You survived.
Now become a Survivor.
Someone molested you.
(You have a really hard time even saying that out loud)
You went through something no one should ever have to go through.
You went numb. You left your body to get through it. And you did. You survived. You handled it on your own, but it keeps popping it’s pesky little head up in your current life and relationships. Your current sex life is a struggle if it exists at all. Your fear of abandonment and difficulty trusting anyone often gets in the way of getting close with anyone. You find yourself physically shaking and paralyzed in seemingly random situations. This is all really scary, confusing, and embarrassing. Sometimes you wonder if you are going crazy. You avoid places where the panic might bubble up to the surface. You hate that out-of-control feeling. Panic attacks, nightmares, and flashbacks threaten to swallow you whole on a daily basis. You struggle with intense emotions - anger, shame, fear - and you’ve found yourself just trying to cope any you can. In the shame cycle, you turn on yourself and get stuck in harmful patterns that, if you’re honest, only end up hurting you more. You’re afraid to let yourself dream. Living a better life that is free from all of this pain feels like it might be completely out of reach.
Sexual Trauma
Childhood sexual abuse (CSA) often goes unreported, making it particularly difficult to measure just how common it is. However, it is estimated that 1 in 5 girls are victims of abuse and 20% of female-identifying adults were victimized as children. Sexual assault (SA) is also often unreported. However, 1 in 3 women have experienced SA in their lifetimes.

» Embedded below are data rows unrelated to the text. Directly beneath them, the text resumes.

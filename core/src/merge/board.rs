use core::fmt;
use core::str::FromStr;

use ndarray::{Array2, Axis};
use rand::prelude::*;
use serde::{Deserialize, Serialize};

use crate::*;

/// Tile value, `0` marks an empty cell.
pub type Tile = u32;

/// Side length of the square board.
pub const BOARD_SIZE: usize = 4;

/// First tile value that counts as a win.
pub const WINNING_TILE: Tile = 2048;

/// A direction to slide and merge tiles.
#[derive(Copy, Clone, Debug, PartialEq, Eq, Hash)]
pub enum Direction {
    Up,
    Down,
    Left,
    Right,
}

impl Direction {
    pub const ALL: [Direction; 4] = [Self::Up, Self::Down, Self::Left, Self::Right];

    /// Axis the lanes run along: rows for horizontal moves, columns for vertical ones.
    const fn lane_axis(self) -> Axis {
        match self {
            Self::Left | Self::Right => Axis(1),
            Self::Up | Self::Down => Axis(0),
        }
    }

    /// Whether tiles travel towards the high end of each lane.
    const fn towards_end(self) -> bool {
        matches!(self, Self::Right | Self::Down)
    }
}

impl FromStr for Direction {
    type Err = GameError;

    fn from_str(s: &str) -> Result<Self> {
        match s {
            "up" => Ok(Self::Up),
            "down" => Ok(Self::Down),
            "left" => Ok(Self::Left),
            "right" => Ok(Self::Right),
            other => Err(GameError::UnknownDirection(other.to_owned())),
        }
    }
}

/// What a single slide did to the board.
#[derive(Copy, Clone, Debug, Default, PartialEq, Eq)]
pub struct Shift {
    pub moved: bool,
    /// Sum of the values created by merges.
    pub points: u64,
    /// A merge produced [`WINNING_TILE`].
    pub reached_goal: bool,
}

/// Slides the non-empty tiles of `line` towards index 0, merging equal
/// neighbors from the leading edge outward. A merged tile is not merged again
/// in the same pass.
pub fn slide_line(line: &mut [Tile]) -> Shift {
    let mut tiles: Vec<Tile> = line.iter().copied().filter(|&tile| tile != 0).collect();
    let mut shift = Shift::default();

    for i in 1..tiles.len() {
        if tiles[i - 1] != 0 && tiles[i - 1] == tiles[i] {
            tiles[i - 1] *= 2;
            tiles[i] = 0;
            shift.points += u64::from(tiles[i - 1]);
            shift.reached_goal |= tiles[i - 1] == WINNING_TILE;
        }
    }

    tiles.retain(|&tile| tile != 0);
    tiles.resize(line.len(), 0);

    shift.moved = tiles.as_slice() != &*line;
    line.copy_from_slice(&tiles);
    shift
}

#[derive(Clone, PartialEq, Eq, Serialize, Deserialize)]
pub struct MergeBoard {
    tiles: Array2<Tile>,
}

impl MergeBoard {
    pub fn empty() -> Self {
        Self {
            tiles: Array2::zeros((BOARD_SIZE, BOARD_SIZE)),
        }
    }

    /// Builds a board from rows; every value must be `0` or a power of two ≥ 2.
    pub fn from_rows(rows: [[Tile; BOARD_SIZE]; BOARD_SIZE]) -> Result<Self> {
        let mut board = Self::empty();
        for (coords, &tile) in rows.iter().enumerate().flat_map(|(row, cells)| {
            cells
                .iter()
                .enumerate()
                .map(move |(col, tile)| ((row, col), tile))
        }) {
            if tile == 1 || (tile != 0 && !tile.is_power_of_two()) {
                return Err(GameError::InvalidPayload {
                    action: "board".to_owned(),
                    reason: format!("{tile} at {coords:?} is not a tile value"),
                });
            }
            board.tiles[coords.to_nd_index()] = tile;
        }
        Ok(board)
    }

    pub fn tile_at(&self, coords: Coord2) -> Tile {
        self.tiles[coords.to_nd_index()]
    }

    pub fn rows(&self) -> Vec<Vec<Tile>> {
        self.tiles.rows().into_iter().map(|row| row.to_vec()).collect()
    }

    pub fn empty_cells(&self) -> Vec<Coord2> {
        self.tiles
            .indexed_iter()
            .filter(|&(_, &tile)| tile == 0)
            .map(|(coords, _)| coords)
            .collect()
    }

    pub fn count_tiles(&self) -> usize {
        self.tiles.iter().filter(|&&tile| tile != 0).count()
    }

    pub fn is_full(&self) -> bool {
        self.tiles.iter().all(|&tile| tile != 0)
    }

    /// Whether any move could still change the board.
    pub fn has_moves(&self) -> bool {
        if !self.is_full() {
            return true;
        }
        let horizontal = self
            .tiles
            .rows()
            .into_iter()
            .any(|row| row.windows(2).into_iter().any(|pair| pair[0] == pair[1]));
        let vertical = self
            .tiles
            .columns()
            .into_iter()
            .any(|col| col.windows(2).into_iter().any(|pair| pair[0] == pair[1]));
        horizontal || vertical
    }

    /// Slides every lane in `direction`. No random tile is added.
    pub fn shift(&mut self, direction: Direction) -> Shift {
        let mut total = Shift::default();

        for mut lane in self.tiles.lanes_mut(direction.lane_axis()) {
            if direction.towards_end() {
                lane.invert_axis(Axis(0));
            }

            let mut line = lane.to_vec();
            let shift = slide_line(&mut line);
            if shift.moved {
                for (dst, src) in lane.iter_mut().zip(line) {
                    *dst = src;
                }
            }

            total.moved |= shift.moved;
            total.points += shift.points;
            total.reached_goal |= shift.reached_goal;
        }

        total
    }

    /// Puts a 2 (90%) or a 4 (10%) on a uniformly chosen empty cell.
    pub fn spawn_random_tile<R: Rng + ?Sized>(&mut self, rng: &mut R) -> Option<Coord2> {
        let empty = self.empty_cells();
        let &coords = empty.choose(rng)?;
        self.tiles[coords.to_nd_index()] = if rng.random_bool(0.9) { 2 } else { 4 };
        Some(coords)
    }
}

impl Default for MergeBoard {
    fn default() -> Self {
        Self::empty()
    }
}

impl fmt::Debug for MergeBoard {
    fn fmt(&self, f: &mut fmt::Formatter<'_>) -> fmt::Result {
        f.debug_tuple("MergeBoard").field(&self.rows()).finish()
    }
}

impl fmt::Display for MergeBoard {
    fn fmt(&self, f: &mut fmt::Formatter<'_>) -> fmt::Result {
        for row in self.tiles.rows() {
            let cells: Vec<String> = row.iter().map(|tile| format!("{tile:>5}")).collect();
            writeln!(f, "{}", cells.join("|"))?;
        }
        Ok(())
    }
}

Sexual trauma (CSA and SA) affects survivors emotionally, physically, and psychologically. The survivor’s educational, professional, and social life is often also negatively affected. Survivors experience depression, anxiety, intrusive flashbacks and memories, nightmares, psychological and physiological reactions when in situations that resemble the abuse/assault, and often also experience addiction and/or eating disorders as a result of the violence perpetrated against them.
Therapy can help.
Counseling has been shown to help reduce the negative effects of sexual trauma. Since the 90’s, Eye Movement Desensitization and Reprocessing has reduced distress for sexual assault survivors. Somatic-based therapy is an approach that addresses the kind of pain that is beyond words, moving the trauma through the body so that it can be released. A combination of both somatic therapy and talk therapy can help move you towards being able to talk about the trauma without becoming overwhelmed.
Here’s where I come in
Each of us has an innate capacity for healing and wisdom. My job is to help you understand and connect with that healing and wisdom. By bringing your darkness into the light, you can find healing for your deepest wounds.
I provide a safe environment for you to be able to explore what brought you to this point and how to move forward. I’ll ask some clarifying questions, summarize what I am hearing and seeing, provide some evidence-based helpful hints, and use other techniques like EMDR to help you get unstuck.
What if therapy stirs up more issues than I can handle right now?
Since therapy often involves discussing unpleasant aspects of your life, you may experience uncomfortable feelings like sadness, guilt, anger, frustration, loneliness, and helplessness. On the other hand, therapy has also been shown to have benefits for people who go through it. Yes, things might get worse before they start to really get better. In the long run, though, therapy leads to better relationships, solutions to specific problems, and significant reductions in feelings of distress.
I work in a very empathetic and gentle way so as to build safety and trust prior to discussing anything painful or traumatizing. We can go as fast or as slow as you feel comfortable with. My goal is to keep you within the “window of tolerance” to provide maximum growth and healing without further traumatizing you or giving you more than you can handle at any one time.